Lightning what do you mean clearance it?
Tldr
The short answer is
Make sure you have enough room above the piston.
These forums call it squish but in reality it's called the quench area. You need a certain amount of clearance there between the piston and the head combustion chamber. No one ever explains it so here we go down the rabbit hole. I tend to set up my stuff with no room for carbon build up. Read that as my personal tools and toys with any number of cylinders. Others go in what I call the grey area and that is fine for them. If I leave more room for carbon build-up on a cylinder that isn't mine then it becomes a give and take to figure how much extra to leave behind. What oil is being used is high on the decisions list, flat dish or popup dome, the fuel being used, thermal expansion expected on the dome, cylinder temperature, cylinder expansion amount, rpm window of operation and the bore size. The piston material, and they are all different so, you need to know the expansion rate of it vs how much of it you have there on this individual piston. Lean spots are the enemy, period. Not getting onto that here.
Nothing will destroy and engine faster then metal to metal contact in the quench area but tossing out a few con rods. Bearing failures are eminent.

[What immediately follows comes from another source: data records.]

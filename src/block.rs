//! Block evaluation at the intake boundary.
//!
//! The real classifier (spam scoring, virus checks) lives outside this
//! core; [`BlockEvaluator`] is its interface. [`SenderRules`] is the
//! deployment default: a config-driven match on the sender address.

use async_trait::async_trait;

use crate::config::RelayConfig;
use crate::message::Inbound;

/// Yes/no block verdict for an inbound message.
#[async_trait]
pub trait BlockEvaluator: Send + Sync {
    async fn evaluate(&self, msg: &Inbound, config: &RelayConfig) -> bool;
}

/// Blocks messages whose sender matches any configured rule.
pub struct SenderRules;

#[async_trait]
impl BlockEvaluator for SenderRules {
    async fn evaluate(&self, msg: &Inbound, config: &RelayConfig) -> bool {
        matches_rule(&config.blocked_senders, &msg.from)
    }
}

/// Match a sender address against a rule list.
///
/// - `*` → match all
/// - `@domain.com` or `domain.com` → domain match
/// - `user@domain.com` → exact address match
pub fn matches_rule(rules: &[String], email: &str) -> bool {
    if rules.iter().any(|r| r == "*") {
        return true;
    }
    let email_lower = email.to_lowercase();
    rules.iter().any(|r| {
        if r.starts_with('@') {
            email_lower.ends_with(&r.to_lowercase())
        } else if r.contains('@') {
            r.eq_ignore_ascii_case(email)
        } else {
            email_lower.ends_with(&format!("@{}", r.to_lowercase()))
        }
    })
}
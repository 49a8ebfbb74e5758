//! mailgate — inbound-email relay core.

pub mod block;
pub mod config;
pub mod error;
pub mod forward;
pub mod intake;
pub mod message;
pub mod notify;
pub mod parser;
pub mod store;
pub mod web;
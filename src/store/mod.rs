//! Delivery-status persistence.
//!
//! The orchestrator records which side effects already happened for a
//! message identifier so retried deliveries do not repeat them. Records
//! only ever grow within a delivery lifecycle and expire after a fixed
//! retention window; there is no explicit deletion.

use std::collections::HashMap;
use std::sync::Mutex;
use std::time::{Duration, Instant};

use async_trait::async_trait;
use serde::{Deserialize, Serialize};

use crate::error::StoreError;

/// Per-message delivery status, keyed by message identifier.
#[derive(Debug, Clone, Default, PartialEq, Eq, Serialize, Deserialize)]
pub struct DeliveryStatus {
    /// Recipients already forwarded to, in forwarding order.
    #[serde(default)]
    pub forwarded_to: Vec<String>,
    /// Whether a notification was already attempted for this message.
    #[serde(default)]
    pub notified: bool,
}

impl DeliveryStatus {
    pub fn has_forwarded(&self, recipient: &str) -> bool {
        self.forwarded_to.iter().any(|r| r == recipient)
    }

    /// Record a successful forward, preserving insertion order and never
    /// duplicating an entry.
    pub fn record_forwarded(&mut self, recipient: &str) {
        if !self.has_forwarded(recipient) {
            self.forwarded_to.push(recipient.to_string());
        }
    }
}

/// Key-value store for [`DeliveryStatus`] records.
///
/// When guardian mode is disabled, `load` returns a fresh empty record
/// every time and the orchestrator never calls `save`; idempotency across
/// retried deliveries is then not guaranteed.
#[async_trait]
pub trait StatusStore: Send + Sync {
    async fn load(&self, key: &str, guardian: bool) -> Result<DeliveryStatus, StoreError>;

    async fn save(
        &self,
        key: &str,
        status: &DeliveryStatus,
        ttl: Duration,
    ) -> Result<(), StoreError>;
}

/// In-process store with per-entry TTL. The default wiring for single-node
/// deployments and the injected fake in tests.
#[derive(Default)]
pub struct MemoryStatusStore {
    entries: Mutex<HashMap<String, (DeliveryStatus, Instant)>>,
}

impl MemoryStatusStore {
    pub fn new() -> Self {
        Self::default()
    }
}

#[async_trait]
impl StatusStore for MemoryStatusStore {
    async fn load(&self, key: &str, guardian: bool) -> Result<DeliveryStatus, StoreError> {
        if !guardian {
            return Ok(DeliveryStatus::default());
        }

        let mut entries = self
            .entries
            .lock()
            .map_err(|e| StoreError::Backend(e.to_string()))?;

        match entries.get(key) {
            Some((status, deadline)) if *deadline > Instant::now() => Ok(status.clone()),
            Some(_) => {
                // Expired; evict lazily.
                entries.remove(key);
                Ok(DeliveryStatus::default())
            }
            None => Ok(DeliveryStatus::default()),
        }
    }

    async fn save(
        &self,
        key: &str,
        status: &DeliveryStatus,
        ttl: Duration,
    ) -> Result<(), StoreError> {
        let mut entries = self
            .entries
            .lock()
            .map_err(|e| StoreError::Backend(e.to_string()))?;
        entries.insert(key.to_string(), (status.clone(), Instant::now() + ttl));
        Ok(())
    }
}
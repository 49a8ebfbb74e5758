//! Inbound message model at the transport boundary.
//!
//! An [`Inbound`] carries the header view the orchestrator needs, the
//! declared raw size, and a one-shot byte stream for the parser. Rejection
//! is signaled back to the upstream transport by marking the message; the
//! orchestrator itself returns nothing.

use std::io::Cursor;

use tokio::io::AsyncRead;

/// One-shot raw byte stream of the message.
pub type RawStream = Box<dyn AsyncRead + Send + Sync + Unpin>;

/// An inbound email message as handed over by the hosting transport.
pub struct Inbound {
    /// Message identifier extracted from headers; the delivery-status key.
    pub message_id: String,
    pub from: String,
    pub to: String,
    pub subject: String,
    /// Declared size of the raw message in bytes.
    pub raw_size: usize,
    raw: Option<RawStream>,
    raw_copy: Option<Vec<u8>>,
    rejection: Option<String>,
}

impl Inbound {
    /// Build from a transport that exposes the raw message as a stream.
    /// The stream can be taken exactly once.
    pub fn new(
        message_id: impl Into<String>,
        from: impl Into<String>,
        to: impl Into<String>,
        subject: impl Into<String>,
        raw_size: usize,
        raw: RawStream,
    ) -> Self {
        Self {
            message_id: message_id.into(),
            from: from.into(),
            to: to.into(),
            subject: subject.into(),
            raw_size,
            raw: Some(raw),
            raw_copy: None,
            rejection: None,
        }
    }

    /// Build from a transport that already buffered the full raw message.
    /// Keeps a copy available to the forwarding transport in addition to
    /// the parser's stream.
    pub fn buffered(
        message_id: impl Into<String>,
        from: impl Into<String>,
        to: impl Into<String>,
        subject: impl Into<String>,
        raw: Vec<u8>,
    ) -> Self {
        Self {
            message_id: message_id.into(),
            from: from.into(),
            to: to.into(),
            subject: subject.into(),
            raw_size: raw.len(),
            raw: None,
            raw_copy: Some(raw),
            rejection: None,
        }
    }

    /// Take the raw stream. Returns `None` on the second call (the stream
    /// is one-shot) or when no raw content was attached at all.
    pub fn take_raw(&mut self) -> Option<RawStream> {
        if let Some(stream) = self.raw.take() {
            return Some(stream);
        }
        // Buffered messages hand out their bytes as a cursor, once as well.
        self.raw_copy
            .take()
            .map(|bytes| Box::new(Cursor::new(bytes)) as RawStream)
    }

    /// Raw message bytes, when the transport buffered them.
    pub fn raw_copy(&self) -> Option<&[u8]> {
        self.raw_copy.as_deref()
    }

    /// Signal rejection to the upstream transport.
    pub fn reject(&mut self, reason: impl Into<String>) {
        self.rejection = Some(reason.into());
    }

    /// The rejection reason, if the orchestrator rejected this message.
    pub fn rejection(&self) -> Option<&str> {
        self.rejection.as_deref()
    }
}

impl std::fmt::Debug for Inbound {
    fn fmt(&self, f: &mut std::fmt::Formatter<'_>) -> std::fmt::Result {
        f.debug_struct("Inbound")
            .field("message_id", &self.message_id)
            .field("from", &self.from)
            .field("to", &self.to)
            .field("subject", &self.subject)
            .field("raw_size", &self.raw_size)
            .field("rejection", &self.rejection)
            .finish_non_exhaustive()
    }
}
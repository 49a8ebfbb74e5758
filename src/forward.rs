//! Forwarding transport seam.
//!
//! Actual mail delivery is out of scope for the relay core; [`Forwarder`]
//! is its interface. [`SmtpForwarder`] is the shipped implementation: it
//! resubmits the raw message over SMTP with a rewritten envelope.

use async_trait::async_trait;
use lettre::address::Envelope;
use lettre::transport::smtp::authentication::Credentials;
use lettre::{Address, SmtpTransport, Transport};

use crate::config::SmtpConfig;
use crate::error::RelayError;
use crate::message::Inbound;

/// Delivers one message to one downstream recipient.
#[async_trait]
pub trait Forwarder: Send + Sync {
    async fn forward(&self, msg: &Inbound, recipient: &str) -> Result<(), RelayError>;
}

/// SMTP forwarding over lettre.
pub struct SmtpForwarder {
    config: SmtpConfig,
}

impl SmtpForwarder {
    pub fn new(config: SmtpConfig) -> Self {
        Self { config }
    }

    fn transport(&self) -> Result<SmtpTransport, RelayError> {
        let creds = Credentials::new(self.config.username.clone(), self.config.password.clone());
        Ok(SmtpTransport::relay(&self.config.host)
            .map_err(|e| RelayError::ForwardFailed {
                recipient: String::new(),
                reason: format!("SMTP relay error: {e}"),
            })?
            .port(self.config.port)
            .credentials(creds)
            .build())
    }
}

#[async_trait]
impl Forwarder for SmtpForwarder {
    async fn forward(&self, msg: &Inbound, recipient: &str) -> Result<(), RelayError> {
        let raw = msg
            .raw_copy()
            .ok_or_else(|| RelayError::RawUnavailable(msg.message_id.clone()))?;

        let failed = |reason: String| RelayError::ForwardFailed {
            recipient: recipient.to_string(),
            reason,
        };

        let from: Address = self
            .config
            .from_address
            .parse()
            .map_err(|e| failed(format!("Invalid from address: {e}")))?;
        let to: Address = recipient
            .parse()
            .map_err(|e| failed(format!("Invalid recipient address: {e}")))?;
        let envelope = Envelope::new(Some(from), vec![to])
            .map_err(|e| failed(format!("Invalid envelope: {e}")))?;

        self.transport()?
            .send_raw(&envelope, raw)
            .map_err(|e| failed(format!("SMTP send failed: {e}")))?;

        tracing::info!(recipient, message_id = %msg.message_id, "Message forwarded");
        Ok(())
    }
}

#[cfg(test)]
mod tests {
    use super::*;

    #[tokio::test]
    async fn forward_without_raw_content_fails() {
        let forwarder = SmtpForwarder::new(SmtpConfig::default());
        let mut msg = Inbound::buffered("mid", "a@x", "b@x", "s", b"raw".to_vec());
        // Drain the raw copy the way the parser would.
        let _ = msg.take_raw();

        let err = forwarder.forward(&msg, "c@x").await.unwrap_err();
        assert!(matches!(err, RelayError::RawUnavailable(_)));
    }
}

This personal ripper of mine is setup tighter than most and does not follow the five thousands an inch rule. Just go look it up and you will understand all this much better. Wiki is a good place to start. At least on there we can all make corrections so the information being put out is accurate and timely. They list the references.
My current one is a base gasket deleted. If you do that on 99% of he 361s or 2s you rarely can get away with it. In essence the piston will hit the head when its cold. Cold not hot and that isn't a typo for this particular engine. Sanding out the squish band for clearance is proper or your going to regret it running anything but alky. You need room for your con rod and piston to "grow" and your jug mostly as not to not **** up your day in this motor. Doing maths is how you get there or beat stuff up.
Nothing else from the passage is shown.